Jeden Mittwochabend feiern wir hier eine Andacht, die entweder von uns oder von unserer Pastorin gestaltet wird. Im Rahmen eines Gemeindeabends zum Thema „Open Space“ haben wir die Unikirche auch schon mal im leergeräumten Zustand erleben und dabei ganz neu entdecken können. Der Universitätsgottesdienst, den wir einmal im Semester als ESG gestalten, entspricht zwar nicht immer der traditionellen Form, macht uns und unseren Besuchern aber immer sehr viel Freude.

Vor allem ein Gottesdienst, in den wir das Kunstprojekt einer Studentin aus unserer Gemeinde einbezogen hatten, wird wohl allen Beteiligten noch lange in guter Erinnerung bleiben. Dafür haben wir insgesamt 2.000 kleine Schüsseln in der Kirche aufgebaut und die Frage der gerechten Verteilung von Lebensmitteln und anderen Gütern in der Welt thematisiert. Unsere Unikirche war sogar schon im Fernsehen zu sehen  - sie hatte nämlich eine tragende Rolle im Tatort „Borowski und der Engel“.

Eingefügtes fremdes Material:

/// Configuration for the engine cascades.
///
/// # Example
/// ```rust
/// use edgequake_pdftools::{Engine, EngineConfig};
///
/// let config = EngineConfig::builder()
///     .commands(Engine::Ghostscript, ["/opt/gs/bin/gs"])
///     .build()
///     .unwrap();
/// assert_eq!(config.commands(Engine::Ghostscript), ["/opt/gs/bin/gs"]);
/// ```
#[derive(Debug, Clone)]
pub struct EngineConfig {
    /// Candidate commands per engine, tried in order. Unset engines use
    /// [`Engine::default_commands`].
    overrides: Vec<(Engine, Vec<String>)>,

    /// Timeout for each `--version` probe. Default: 5s.
    pub probe_timeout: Duration,

    /// Scan vendor install directories (Windows only) when no command answers. Default: true.
    pub scan_install_dirs: bool,

    /// Replaces every candidate's own timeout when set.
    ///
    /// The built-in timeouts (60s for Ghostscript compression and merges,
    /// 30s elsewhere) suit real documents; tests use a short override.
    pub timeout_override: Option<Duration>,

    /// Parent directory for per-operation scratch directories. Default: the
    /// system temp directory.
    pub work_dir: Option<PathBuf>,
}

impl Default for EngineConfig {
    fn default() -> Self {
        Self {
            overrides: Vec::new(),
            probe_timeout: engine_probe::DEFAULT_PROBE_TIMEOUT,
            scan_install_dirs: true,
            timeout_override: None,
            work_dir: None,
        }
    }
}

impl EngineConfig {
    pub fn builder() -> EngineConfigBuilder {
        EngineConfigBuilder {
            config: Self::default(),
        }
    }

    /// Commands that will be probed for `engine`, in order.
    pub fn commands(&self, engine: Engine) -> Vec<String> {
        self.overrides
            .iter()
            .find(|(e, _)| *e == engine)
            .map(|(_, cmds)| cmds.clone())
            .unwrap_or_else(|| engine.default_commands())
    }

    /// The probe description for `engine` under this configuration.
    pub fn probe_spec(&self, engine: Engine) -> ProbeSpec {
        let mut spec = ProbeSpec::new(engine.label(), self.commands(engine))
            .version_args(engine.version_args().iter().copied())
            .timeout(self.probe_timeout);
        if self.scan_install_dirs {
            for scan in engine.install_scans() {
                spec = spec.install_scan(scan);
            }
        }
        spec
    }
}

/// Builder for [`EngineConfig`].
#[derive(Debug)]
pub struct EngineConfigBuilder {
    config: EngineConfig,
}

impl EngineConfigBuilder {
    /// Replace the candidate commands for one engine.
    pub fn commands(
        mut self,
        engine: Engine,
        commands: impl IntoIterator<Item = impl Into<String>>,
    ) -> Self {
        let commands: Vec<String> = commands.into_iter().map(Into::into).collect();
        self.config.overrides.retain(|(e, _)| *e != engine);
        self.config.overrides.push((engine, commands));
        self
    }

    /// Put one explicit binary ahead of the default candidates.
    pub fn prefer(self, engine: Engine, path: impl Into<String>) -> Self {
        let mut commands = self.config.commands(engine);
        commands.insert(0, path.into());
        self.commands(engine, commands)
    }

    pub fn probe_timeout(mut self, timeout: Duration) -> Self {
        self.config.probe_timeout = timeout;
        self
    }

    pub fn scan_install_dirs(mut self, v: bool) -> Self {
        self.config.scan_install_dirs = v;
        self
    }

    pub fn timeout_override(mut self, timeout: Duration) -> Self {
        self.config.timeout_override = Some(timeout);
        self
    }

    pub fn work_dir(mut self, dir: impl Into<PathBuf>) -> Self {
        self.config.work_dir = Some(dir.into());
        self
    }

    /// Build the configuration, validating constraints.
    pub fn build(self) -> Result<EngineConfig, PdfToolsError> {
        let c = &self.config;
        if c.probe_timeout.is_zero() {
            return Err(PdfToolsError::InvalidConfig(
                "Probe timeout must be > 0".into(),
            ));
        }
        if c.timeout_override.is_some_and(|t| t.is_zero()) {
            return Err(PdfToolsError::InvalidConfig(
                "Engine timeout must be > 0".into(),
            ));
        }
        if let Some((engine, _)) = c.overrides.iter().find(|(_, cmds)| cmds.is_empty()) {
            return Err(PdfToolsError::InvalidConfig(format!(
                "At least one command is required for {engine}"
            )));
        }
        Ok(self.config)
    }
}
//! # edgequake-pdftools
//!
//! Compress, split, merge, convert and summarise PDF documents by orchestrating
//! external engines and LLM providers.
//!
//! ## Why this crate?
//!
//! Ghostscript, QPDF, LibreOffice, pdftk and poppler each do one job well,
//! but none of them is installed everywhere and none of them wins on every
//! document. This crate decides which tool to run, in what order, with which
//! acceptance threshold and timeout, and reports what happened. Summaries go
//! through the same idea: an LLM when one answers, a deterministic local
//! summary when it does not.
//!
//! ## Components
//!
//! ```text
//! bytes ──┬─ engines   cascading selector  gs → gs → gs → qpdf → libreoffice
//!         │              └─ engine-probe   locate binaries before running them
//!         │
//!         └─ summarize extract text → chunk → map → reduce → (JSON)
//!                        └─ llm            DeepSeek | Cohere | edgequake-llm
//!                        └─ offline        fallback, no network
//!
//! prompt ─── generate ─── llm.stream ─── stream::relay_stream ─── tokens
//! ```
//!
//! ## Quick Start
//!
//! ```rust,no_run
//! use edgequake_pdftools::{compress, resolve_backend, summarize_pdf};
//! use edgequake_pdftools::{EngineConfig, LlmConfig, SummaryConfig};
//!
//! #[tokio::main]
//! async fn main() -> Result<(), Box<dyn std::error::Error>> {
//!     let engines = EngineConfig::default();
//!     let bytes = std::fs::read("manual.pdf")?;
//!
//!     let small = compress(&bytes, &engines).await?;
//!     eprintln!("{}: -{:.1}%", small.engine, small.reduction_percent);
//!
//!     let llm = LlmConfig::builder().provider("deepseek").api_key("sk-…").build()?;
//!     let backend = resolve_backend(&llm)?;
//!     let summary = summarize_pdf(&bytes, &engines, Some(backend.as_ref()), &SummaryConfig::default()).await?;
//!     println!("{}", summary.markdown);
//!     Ok(())
//! }
//! ```
//!
//! ## Feature Flags
//!
//! | Feature | Default | Description |
//! |---------|---------|-------------|
//! | `cli`   | on      | Enables the `pdftools` binary (clap + anyhow + tracing-subscriber + indicatif) |
//!
//! Disable `cli` when using only the library:
//! ```toml
//! edgequake-pdftools = { version = "0.1", default-features = false }
//! ```
//!
//! ## External Engines
//!
//! | Engine | Used for |
//! |--------|----------|
//! | Ghostscript | compress (3 profiles), split, merge, text fallback |
//! | QPDF | compress, split, merge, encrypt, page count |
//! | LibreOffice | last-resort compress, Word → PDF, PDF → DOCX |
//! | pdftk | encrypt |
//! | poppler (`pdftotext`, `pdfinfo`) | text extraction, page count |
//!
//! `pdftools engines` lists which of them are installed.

// ── Modules ──────────────────────────────────────────────────────────────

pub mod config;
pub mod engines;
pub mod error;
pub mod extract;
pub mod generate;
pub mod llm;
pub mod output;
pub mod progress;
pub mod prompts;
pub mod stream;
pub mod summarize;

// ── Re-exports ───────────────────────────────────────────────────────────

pub use config::{
    Engine, EngineConfig, EngineConfigBuilder, LlmConfig, LlmConfigBuilder, ReturnFormat, SummaryConfig,
    SummaryConfigBuilder, SummaryMode,
};
pub use engines::{compress, encrypt, engine_report, merge, pdf_to_docx, split, word_to_pdf, Operation};
pub use error::{AttemptError, PdfToolsError, ProviderError};
pub use extract::extract_document;
pub use generate::{generate, generate_stream, GenerateRequest};
pub use llm::{resolve_backend, CompletionRequest, LlmBackend};
pub use output::{
    ConversionOutcome, ExtractedDocument, PartialSummary, ProcessedDocument, Strategy, StructuredSummary,
    SummaryResult, TextChunk,
};
pub use progress::{NoopProgressCallback, ProgressCallback, SummaryProgressCallback};
pub use stream::{forward, relay_stream, TokenRelay, TokenStream};
pub use summarize::{summarize, summarize_pdf, summarize_text};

Sie merken also: Wir, die Studierenden, nutzen die weiten Räume, die uns die Unikirche bietet, gerne und vielfältig aus. Aber das Lied geht ja noch weiter. In der letzten Strophe heißt es, sozusagen ergänzend zu allen Möglichkeiten, die sich uns durch die weiten Räume bieten, weiter: „Doch bleib Kompass, bleibe Richtschnur, dass wir nicht verloren geh’n“.

Bei allem Raum, den die Universitätskirche uns bietet, ist sie doch vor allem eins für uns: Ein Ort der Orientierung (nicht nur von außen, auf dem Campus). Hierher kommen wir, wenn wir allein nicht weiter wissen, auf der Suche nach dem richtigen Weg oder nach Antworten auf Fragen, für deren Beantwortung die Wissenschaft allein nicht ausreichend ist. Mitten im Trubel des Unialltags ist die Unikirche ein wunderbarer Rückzugsort, an dem man sich geschützt und geborgen fühlt (sogar bei schlechtem Wetter, wenn es hier nicht so schön durch die Fenster scheint). Die Bedeutung, die die Universitätskirche dabei für jede und jeden einzelnen von uns hat, kann man vielleicht immerhin erahnen.

Der Refrain unseres Liedes drückt, wie ich finde, sehr gut die Dankbarkeit und Freude aus, die wir auch für diese Kirche empfinden. Wir Studierenden sind sehr dankbar für diesen Ort auf dem Campus und freuen uns, das Jubiläum der Universitätskirche mitzufeiern. Wir hoffen, dass die Kirche auch in den nächsten 50 Jahren noch vielen Studierenden Raum und Orientierung bieten wird. Herzlichen Glückwunsch!

Vielen Dank für Ihre Aufmerksamkeit.